まず、スペインのアルベルト・コンタドールである。コンタドールは本連載第744回で紹介しているとおり、2007年に総合優勝を果たしている。またコンタドールは総合優勝だけではなく、25歳以下の選手に与えられる新人賞もあわせて獲得している。
■終盤に有力選手が離脱し、コンタドールが優勝した2007年
ところが、この若いコンタドールの優勝はたなぼたのように受け止められていた。というのも2007年のレースを終盤までリードしていたのはデンマークのミカエル・ラスムッセンとカザフスタンのアレクサンドル・ヴィノクロフであった。ところが、まずヴィノクロフがドーピング検査で陽性反応が出たため、2回めの休息日にチームごとツール・ド・フランスから撤退させられてしまった。そして一方のラスムッセンは大会前の6月の自らの滞在地について所属チームに虚偽の申告を行っていたことが判明し、所属チームのラボバンクは大会終了まであと4日というところでラスムッセンをチームから追放してしまったのである。

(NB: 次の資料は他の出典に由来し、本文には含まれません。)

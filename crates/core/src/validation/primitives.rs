//! Primitive type checkers.
//!
//! Transport values (headers, query string, path parameters, CSV cells) are
//! untyped strings; JSON bodies may also carry native numbers, booleans,
//! lists and objects. Each checker accepts both spellings where that makes
//! sense.

use chrono::{DateTime, NaiveDate, NaiveDateTime};
use serde_json::Value;
use validator::ValidateEmail;

use super::rules::FieldType;
use crate::types::is_object_id;

/// Whether `value` is valid for `field_type`.
pub fn check_type(field_type: FieldType, value: &Value) -> bool {
    match field_type {
        FieldType::String => value.as_str().is_some_and(|s| !s.trim().is_empty()),
        FieldType::Integer => as_integer(value).is_some(),
        FieldType::Number => as_number(value).is_some(),
        FieldType::Boolean => match value {
            Value::Bool(_) => true,
            Value::String(s) => s == "true" || s == "false",
            _ => false,
        },
        FieldType::Date => value.as_str().is_some_and(is_iso_date),
        FieldType::Email => value.as_str().is_some_and(|s| s.to_owned().validate_email()),
        FieldType::Identifier => value.as_str().is_some_and(is_object_id),
        FieldType::Array => value.is_array(),
        FieldType::Object => value.is_object(),
    }
}

/// Parse an integer written in plain decimal notation with no fractional part.
///
/// `"5"` and `"5.0"` yield 5; `"5.5"`, `"1e2"`, `"abc"` and `""` yield `None`.
pub fn parse_integer(raw: &str) -> Option<i64> {
    let raw = raw.trim();
    if !is_decimal_literal(raw) {
        return None;
    }
    if let Ok(n) = raw.parse::<i64>() {
        return Some(n);
    }
    let float = parse_number(raw)?;
    integral(float)
}

/// Optional sign, digits, then optionally `.` and more digits.
fn is_decimal_literal(raw: &str) -> bool {
    let unsigned = raw.strip_prefix(['+', '-']).unwrap_or(raw);
    let (whole, fraction) = match unsigned.split_once('.') {
        Some((whole, fraction)) => (whole, Some(fraction)),
        None => (unsigned, None),
    };
    let all_digits = |s: &str| !s.is_empty() && s.bytes().all(|b| b.is_ascii_digit());
    all_digits(whole) && fraction.is_none_or(all_digits)
}

/// Parse a finite floating-point number.
pub fn parse_number(raw: &str) -> Option<f64> {
    let raw = raw.trim();
    if raw.is_empty() {
        return None;
    }
    raw.parse::<f64>().ok().filter(|n| n.is_finite())
}

/// Integer view of a JSON value (native or textual).
pub fn as_integer(value: &Value) -> Option<i64> {
    match value {
        Value::Number(n) => n.as_i64().or_else(|| n.as_f64().and_then(integral)),
        Value::String(s) => parse_integer(s),
        _ => None,
    }
}

/// Numeric view of a JSON value (native or textual).
pub fn as_number(value: &Value) -> Option<f64> {
    match value {
        Value::Number(n) => n.as_f64().filter(|n| n.is_finite()),
        Value::String(s) => parse_number(s),
        _ => None,
    }
}

/// ISO-8601 date-time, naive date-time or calendar date.
pub fn is_iso_date(raw: &str) -> bool {
    let raw = raw.trim();
    DateTime::parse_from_rfc3339(raw).is_ok()
        || NaiveDateTime::parse_from_str(raw, "%Y-%m-%dT%H:%M:%S%.f").is_ok()
        || NaiveDateTime::parse_from_str(raw, "%Y-%m-%dT%H:%M").is_ok()
        || NaiveDate::parse_from_str(raw, "%Y-%m-%d").is_ok()
}

fn integral(n: f64) -> Option<i64> {
    (n.fract() == 0.0 && n >= i64::MIN as f64 && n <= i64::MAX as f64).then_some(n as i64)
}

#[cfg(test)]
mod tests {
    use super::*;
    use serde_json::json;

    #[test]
    fn integers() {
        for ok in [json!("5"), json!(5), json!("-3"), json!("5.0"), json!(7.0)] {
            assert!(check_type(FieldType::Integer, &ok), "{ok} should be an integer");
        }
        for bad in [json!("5.5"), json!("abc"), json!(""), json!(5.5), json!(true), json!(null)] {
            assert!(!check_type(FieldType::Integer, &bad), "{bad} should not be an integer");
        }
    }

    #[test]
    fn numbers() {
        assert!(check_type(FieldType::Number, &json!("5.5")));
        assert!(check_type(FieldType::Number, &json!(1e3)));
        assert!(!check_type(FieldType::Number, &json!("NaN")));
        assert!(!check_type(FieldType::Number, &json!("inf")));
        assert!(!check_type(FieldType::Number, &json!("")));
    }

    #[test]
    fn strings_must_not_be_blank() {
        assert!(check_type(FieldType::String, &json!("Juan")));
        assert!(!check_type(FieldType::String, &json!("   ")));
        assert!(!check_type(FieldType::String, &json!(12)));
    }

    #[test]
    fn booleans() {
        assert!(check_type(FieldType::Boolean, &json!(true)));
        assert!(check_type(FieldType::Boolean, &json!("false")));
        assert!(!check_type(FieldType::Boolean, &json!("yes")));
        assert!(!check_type(FieldType::Boolean, &json!(1)));
    }

    #[test]
    fn dates() {
        assert!(check_type(FieldType::Date, &json!("2024-03-01T10:00:00Z")));
        assert!(check_type(FieldType::Date, &json!("2024-03-01T10:00:00.250-03:00")));
        assert!(check_type(FieldType::Date, &json!("2024-03-01T10:00:00")));
        assert!(check_type(FieldType::Date, &json!("2024-03-01")));
        assert!(!check_type(FieldType::Date, &json!("not-a-date")));
        assert!(!check_type(FieldType::Date, &json!("2024-13-01")));
    }

    #[test]
    fn emails() {
        assert!(check_type(FieldType::Email, &json!("alumno@fi.uba.ar")));
        assert!(!check_type(FieldType::Email, &json!("alumno.fi.uba.ar")));
    }

    #[test]
    fn identifiers() {
        assert!(check_type(FieldType::Identifier, &json!("5f1a2b3c4d5e6f7081929394")));
        assert!(!check_type(FieldType::Identifier, &json!("5f1a2b3c4d5e6f708192939")));
        assert!(!check_type(FieldType::Identifier, &json!("5f1a2b3c4d5e6f708192939g")));
    }

    #[test]
    fn structured_values() {
        assert!(check_type(FieldType::Array, &json!([])));
        assert!(!check_type(FieldType::Array, &json!("[]")));
        assert!(check_type(FieldType::Object, &json!({})));
        assert!(!check_type(FieldType::Object, &json!(null)));
    }

    #[test]
    fn parse_integer_trims() {
        assert_eq!(parse_integer(" 42 "), Some(42));
        assert_eq!(parse_integer("40123456"), Some(40_123_456));
        assert_eq!(parse_integer("+7"), Some(7));
        assert_eq!(parse_integer("-3.0"), Some(-3));
        assert_eq!(parse_integer("4.2"), None);
    }

    #[test]
    fn parse_integer_rejects_scientific_and_partial_notation() {
        for raw in ["1e2", "1e7", "4E1", "0x1F", ".5", "5.", "1_000", "--1", "inf", "NaN"] {
            assert_eq!(parse_integer(raw), None, "{raw} should not be an integer");
        }
        assert!(!check_type(FieldType::Integer, &json!("1e7")));
    }
}
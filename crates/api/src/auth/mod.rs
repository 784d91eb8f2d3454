//! Authentication primitives.
//!
//! - [`jwt`] -- JWT access-token generation and validation.
//!
//! Password hashing lives in `academia_core::password` because the import
//! pipeline seeds account passwords too.

pub mod jwt;
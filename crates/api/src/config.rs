use std::path::PathBuf;

use crate::auth::jwt::JwtConfig;

/// Default maximum size of an uploaded import file (5 MiB).
const DEFAULT_MAX_UPLOAD_BYTES: usize = 5 * 1024 * 1024;

/// Server configuration loaded from environment variables.
///
/// All fields except the JWT secret have defaults suitable for local
/// development. In production, override via environment variables.
#[derive(Debug, Clone)]
pub struct ServerConfig {
    /// Bind address (default: `0.0.0.0`).
    pub host: String,
    /// Bind port (default: `3000`).
    pub port: u16,
    /// Allowed CORS origins, parsed from comma-separated `CORS_ORIGINS` env var.
    pub cors_origins: Vec<String>,
    /// HTTP request timeout in seconds (default: `30`).
    pub request_timeout_secs: u64,
    /// Timeout for import requests in seconds (default: `600`). Imports
    /// validate every row and hash new account passwords, so they get their own
    /// budget.
    pub import_timeout_secs: u64,
    /// Directory where uploaded import files are staged while they are processed.
    pub upload_dir: PathBuf,
    /// Largest accepted import file in bytes.
    pub max_upload_bytes: usize,
    /// JWT token configuration (secret, expiry).
    pub jwt: JwtConfig,
}

impl ServerConfig {
    /// Load configuration from environment variables with defaults.
    ///
    /// | Env Var                | Default                    |
    /// |------------------------|----------------------------|
    /// | `HOST`                 | `0.0.0.0`                  |
    /// | `PORT`                 | `3000`                     |
    /// | `CORS_ORIGINS`         | `http://localhost:5173`    |
    /// | `REQUEST_TIMEOUT_SECS` | `30`                       |
    /// | `IMPORT_TIMEOUT_SECS`  | `600`                      |
    /// | `UPLOAD_DIR`           | `/tmp/academia/uploads`    |
    /// | `MAX_UPLOAD_BYTES`     | `5242880`                  |
    ///
    /// JWT settings are read by [`JwtConfig::from_env`].
    pub fn from_env() -> Self {
        let host = std::env::var("HOST").unwrap_or_else(|_| "0.0.0.0".into());

        let port: u16 = std::env::var("PORT")
            .unwrap_or_else(|_| "3000".into())
            .parse()
            .expect("PORT must be a valid u16");

        let cors_origins: Vec<String> = std::env::var("CORS_ORIGINS")
            .unwrap_or_else(|_| "http://localhost:5173".into())
            .split(',')
            .map(|s| s.trim().to_string())
            .filter(|s| !s.is_empty())
            .collect();

        let request_timeout_secs: u64 = std::env::var("REQUEST_TIMEOUT_SECS")
            .unwrap_or_else(|_| "30".into())
            .parse()
            .expect("REQUEST_TIMEOUT_SECS must be a valid u64");

        let import_timeout_secs: u64 = std::env::var("IMPORT_TIMEOUT_SECS")
            .unwrap_or_else(|_| "600".into())
            .parse()
            .expect("IMPORT_TIMEOUT_SECS must be a valid u64");

        let upload_dir = std::env::var("UPLOAD_DIR")
            .map(PathBuf::from)
            .unwrap_or_else(|_| PathBuf::from("/tmp/academia/uploads"));

        let max_upload_bytes: usize = std::env::var("MAX_UPLOAD_BYTES")
            .unwrap_or_else(|_| DEFAULT_MAX_UPLOAD_BYTES.to_string())
            .parse()
            .expect("MAX_UPLOAD_BYTES must be a valid usize");

        let jwt = JwtConfig::from_env();

        Self {
            host,
            port,
            cors_origins,
            request_timeout_secs,
            import_timeout_secs,
            upload_dir,
            max_upload_bytes,
            jwt,
        }
    }
}
#![allow(dead_code)]

use std::path::PathBuf;
use std::sync::Arc;
use std::time::Duration;

use academia_api::auth::jwt::{generate_access_token, JwtConfig};
use academia_api::config::ServerConfig;
use academia_api::routes;
use academia_api::state::{AppState, ImportLocks};
use academia_core::password::hash_password;
use academia_core::roles::Role;
use academia_core::store::{
    BulkWriteSummary, Collection, Document, DocumentStore, Filter, MemoryStore, StoreError,
    UpsertOp,
};
use academia_core::types::DocId;
use academia_core::validation::ValidationConfig;
use async_trait::async_trait;
use axum::body::Body;
use axum::http::header::{AUTHORIZATION, CONTENT_TYPE};
use axum::http::{HeaderName, Method, Request};
use axum::response::Response;
use axum::Router;
use http_body_util::BodyExt;
use serde_json::{json, Value};
use tower::ServiceExt;
use tower_http::catch_panic::CatchPanicLayer;
use tower_http::cors::CorsLayer;
use tower_http::request_id::{MakeRequestUuid, PropagateRequestIdLayer, SetRequestIdLayer};
use tower_http::trace::{DefaultMakeSpan, DefaultOnResponse, TraceLayer};
use tracing::Level;

const MULTIPART_BOUNDARY: &str = "academia-test-boundary";

/// Build a test `ServerConfig` with safe defaults.
///
/// Each call gets its own upload directory under the system temp dir and a
/// 64 KiB upload limit.
pub fn test_config() -> ServerConfig {
    ServerConfig {
        host: "127.0.0.1".to_string(),
        port: 0,
        cors_origins: vec!["http://localhost:5173".to_string()],
        request_timeout_secs: 30,
        import_timeout_secs: 30,
        upload_dir: unique_upload_dir(),
        max_upload_bytes: 64 * 1024,
        jwt: JwtConfig {
            secret: "test-secret-that-is-long-enough-for-hmac".to_string(),
            access_token_expiry_mins: 60,
        },
    }
}

fn unique_upload_dir() -> PathBuf {
    std::env::temp_dir()
        .join("academia-api-tests")
        .join(uuid::Uuid::new_v4().to_string())
}

/// Build the full application router over `store` with [`test_config`].
pub fn build_test_app(store: Arc<MemoryStore>) -> Router {
    build_test_app_with(store, test_config())
}

/// Build the full application router with all middleware layers.
///
/// This mirrors the router construction in `main.rs` so integration tests
/// exercise the same middleware stack (CORS, request ID, timeouts, tracing,
/// panic recovery) that production uses.
pub fn build_test_app_with(store: Arc<MemoryStore>, config: ServerConfig) -> Router {
    build_test_app_over(store, config)
}

/// Shared state over `store`, for routers assembled by hand.
pub fn test_state(store: Arc<dyn DocumentStore>, config: ServerConfig) -> AppState {
    AppState {
        store,
        config: Arc::new(config),
        import_locks: Arc::new(ImportLocks::new()),
    }
}

/// Same as [`build_test_app_with`], over any document store.
pub fn build_test_app_over(store: Arc<dyn DocumentStore>, config: ServerConfig) -> Router {
    let request_timeout_secs = config.request_timeout_secs;
    let validation = ValidationConfig::default();
    let api = routes::api_routes(&validation, &config);
    let state = test_state(store, config);

    let cors = CorsLayer::new()
        .allow_origin(["http://localhost:5173".parse().unwrap()])
        .allow_methods([Method::GET, Method::POST])
        .allow_headers([CONTENT_TYPE, AUTHORIZATION])
        .allow_credentials(true)
        .max_age(Duration::from_secs(3600));

    let request_id_header = HeaderName::from_static("x-request-id");

    Router::new()
        .merge(routes::health::router().layer(routes::timeout(request_timeout_secs)))
        .nest("/api/v1", api)
        .layer(CatchPanicLayer::new())
        .layer(PropagateRequestIdLayer::new(request_id_header.clone()))
        .layer(
            TraceLayer::new_for_http()
                .make_span_with(DefaultMakeSpan::new().level(Level::INFO))
                .on_response(DefaultOnResponse::new().level(Level::INFO)),
        )
        .layer(SetRequestIdLayer::new(request_id_header, MakeRequestUuid))
        .layer(cors)
        .with_state(state)
}

// ---------------------------------------------------------------------------
// Store doubles
// ---------------------------------------------------------------------------

/// [`MemoryStore`] whose bulk writes stall for `write_delay` and then fail
/// when `fail_writes` is set.
#[derive(Default)]
pub struct SlowStore {
    pub inner: Arc<MemoryStore>,
    pub write_delay: Duration,
    pub fail_writes: bool,
}

#[async_trait]
impl DocumentStore for SlowStore {
    async fn ping(&self) -> Result<(), StoreError> {
        self.inner.ping().await
    }

    async fn find_one(
        &self,
        collection: Collection,
        filter: &Filter,
    ) -> Result<Option<Document>, StoreError> {
        self.inner.find_one(collection, filter).await
    }

    async fn find(&self, collection: Collection, filter: &Filter) -> Result<Vec<Document>, StoreError> {
        self.inner.find(collection, filter).await
    }

    async fn insert_one(&self, collection: Collection, document: Document) -> Result<DocId, StoreError> {
        self.inner.insert_one(collection, document).await
    }

    async fn bulk_upsert(
        &self,
        collection: Collection,
        ops: &[UpsertOp],
    ) -> Result<BulkWriteSummary, StoreError> {
        tokio::time::sleep(self.write_delay).await;
        if self.fail_writes {
            return Err(StoreError::Backend("connection reset by peer".into()));
        }
        self.inner.bulk_upsert(collection, ops).await
    }
}

// ---------------------------------------------------------------------------
// Request helpers
// ---------------------------------------------------------------------------

pub async fn body_json(response: Response) -> Value {
    let bytes = response.into_body().collect().await.unwrap().to_bytes();
    serde_json::from_slice(&bytes).unwrap()
}

pub async fn get(app: Router, uri: &str) -> Response {
    let request = Request::builder().uri(uri).body(Body::empty()).unwrap();
    app.oneshot(request).await.unwrap()
}

pub async fn get_auth(app: Router, uri: &str, token: &str) -> Response {
    let request = Request::builder()
        .uri(uri)
        .header(AUTHORIZATION, format!("Bearer {token}"))
        .body(Body::empty())
        .unwrap();
    app.oneshot(request).await.unwrap()
}

pub async fn post_json(app: Router, uri: &str, body: Value) -> Response {
    let request = Request::builder()
        .method(Method::POST)
        .uri(uri)
        .header(CONTENT_TYPE, "application/json")
        .body(Body::from(body.to_string()))
        .unwrap();
    app.oneshot(request).await.unwrap()
}

/// POST a multipart form with a single `file` field.
pub async fn post_csv(
    app: Router,
    uri: &str,
    token: Option<&str>,
    filename: &str,
    contents: &str,
) -> Response {
    let body = format!(
        "--{MULTIPART_BOUNDARY}\r\n\
         Content-Disposition: form-data; name=\"file\"; filename=\"{filename}\"\r\n\
         Content-Type: text/csv\r\n\r\n\
         {contents}\r\n\
         --{MULTIPART_BOUNDARY}--\r\n"
    );

    let mut builder = Request::builder()
        .method(Method::POST)
        .uri(uri)
        .header(
            CONTENT_TYPE,
            format!("multipart/form-data; boundary={MULTIPART_BOUNDARY}"),
        );
    if let Some(token) = token {
        builder = builder.header(AUTHORIZATION, format!("Bearer {token}"));
    }

    app.oneshot(builder.body(Body::from(body)).unwrap())
        .await
        .unwrap()
}

// ---------------------------------------------------------------------------
// Fixtures
// ---------------------------------------------------------------------------

/// Insert `value` into `collection` and return the new document id.
pub async fn seed(store: &MemoryStore, collection: Collection, value: Value) -> DocId {
    let Value::Object(document) = value else {
        panic!("fixtures must be JSON objects");
    };
    store.insert_one(collection, document).await.unwrap()
}

/// Create an account of `role` with a hashed password.
pub async fn seed_account(store: &MemoryStore, role: Role, dni: i64, password: &str) -> DocId {
    let mut account = Document::new();
    account.insert("dni".into(), json!(dni));
    account.insert("nombres".into(), json!("Ana"));
    account.insert("apellidos".into(), json!("Gomez"));
    account.insert(
        "password".into(),
        json!(hash_password(password).expect("hashing should succeed")),
    );
    store.insert_one(role.accounts(), account).await.unwrap()
}

/// Access token for a freshly inserted account of `role`.
pub async fn token_for(store: &MemoryStore, role: Role) -> String {
    let id = seed(store, role.accounts(), json!({ "dni": 30111222 })).await;
    generate_access_token(&id, role, &test_config().jwt).expect("token generation should succeed")
}
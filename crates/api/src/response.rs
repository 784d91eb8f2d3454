//! Shared response envelope types for API handlers.
//!
//! Successful responses use a `{ "status": "success", "data": ... }` envelope;
//! failures are rendered by [`AppError`](crate::error::AppError). Use
//! [`DataResponse`] instead of ad-hoc `serde_json::json!` bodies.

use serde::Serialize;

/// Standard `{ "status": "success", "data": T }` response envelope.
///
/// ```ignore
/// Ok(Json(DataResponse::success(summary)))
/// ```
#[derive(Debug, Serialize)]
pub struct DataResponse<T: Serialize> {
    pub status: &'static str,
    pub data: T,
}

impl<T: Serialize> DataResponse<T> {
    pub fn success(data: T) -> Self {
        Self {
            status: "success",
            data,
        }
    }
}
//! JWT-based authentication extractor for Axum handlers.

use academia_core::error::CoreError;
use academia_core::roles::Role;
use academia_core::types::DocId;
use axum::extract::FromRequestParts;
use axum::http::request::Parts;

use crate::auth::jwt::validate_token;
use crate::error::AppError;
use crate::state::AppState;

/// Authenticated account extracted from a JWT Bearer token in the `Authorization` header.
///
/// ```ignore
/// async fn my_handler(user: AuthUser) -> AppResult<Json<()>> {
///     tracing::info!(account_id = %user.account_id, role = %user.role, "handling request");
///     Ok(Json(()))
/// }
/// ```
#[derive(Debug, Clone)]
pub struct AuthUser {
    /// The account's document id (from `claims.sub`).
    pub account_id: DocId,
    pub role: Role,
}

impl FromRequestParts<AppState> for AuthUser {
    type Rejection = AppError;

    async fn from_request_parts(
        parts: &mut Parts,
        state: &AppState,
    ) -> Result<Self, Self::Rejection> {
        let auth_header = parts
            .headers
            .get("authorization")
            .and_then(|v| v.to_str().ok())
            .ok_or_else(|| {
                AppError::Core(CoreError::Unauthorized(
                    "Missing Authorization header".into(),
                ))
            })?;

        let token = auth_header.strip_prefix("Bearer ").ok_or_else(|| {
            AppError::Core(CoreError::Unauthorized(
                "Invalid Authorization format. Expected: Bearer <token>".into(),
            ))
        })?;

        let invalid = || AppError::Core(CoreError::Unauthorized("Invalid or expired token".into()));

        let claims = validate_token(token, &state.config.jwt).map_err(|_| invalid())?;
        let account_id = DocId::parse(&claims.sub).ok_or_else(invalid)?;
        let role = Role::from_name(&claims.role).ok_or_else(invalid)?;

        Ok(AuthUser { account_id, role })
    }
}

したがって2年前のツール・ド・フランスの最終日、シャンゼリゼ通りに注目の2選手が姿を現すことなく周回の戦いが行われたのである。主役を2人欠いた大会の最後を締めくくったのが区間でわずか1勝しかしていない24歳のコンタドールであったのである。たなぼた優勝と評されたコンタドールであったが、これがフロックではなく実力であるところを示したいところである。しかしながら、所属していたディスカバリー・チャネルが解散してしまい、コンタドールは参戦もおぼつかない状況になったが、2007年度の最優秀選手に選出されたのである。
■フランス国内のレースには不参加だが、グランツールを完全制覇
そして、翌年の2008年、エースのヴィノクロフをドーピング疑惑で失ったアスタナがコンタドールを迎え入れた。しかし、コンタドールの不運は続く。前年度にドーピング疑惑を起こしたアスタナがフランス国内の主要レースから締め出されてしまう。したがって、2008年のツール・ド・フランスはディフェンディングチャンピオン不在のまま行われたのである。
フランス国内のレースに出場できなくなったコンタドールは移籍のうわさが尽きなかったが、フランス国外でのレースでは大活躍をした。春のジド・デ・イタリアは大会前の調整が不十分であったにもかかわらず優勝し、イタリア人以外では12年ぶりという快挙を成し遂げる。8月の北京オリンピックでは個人タイムトライアル4位に終わったが、スペインのプエルタ・ア・エスパーニャで優勝する。フランスのツール・ド・フランス、イタリアのジロ・デ・イタリア、スペインのプエルタ・ア・エスパーニャを制し、史上5人目となるグランツール完全制覇を成し遂げたのである。そして今年のツール・ド・フランスで2年ぶりの優勝を果たし、フランスだけではなく全世界のファンに新実力を見せ付けたいところである。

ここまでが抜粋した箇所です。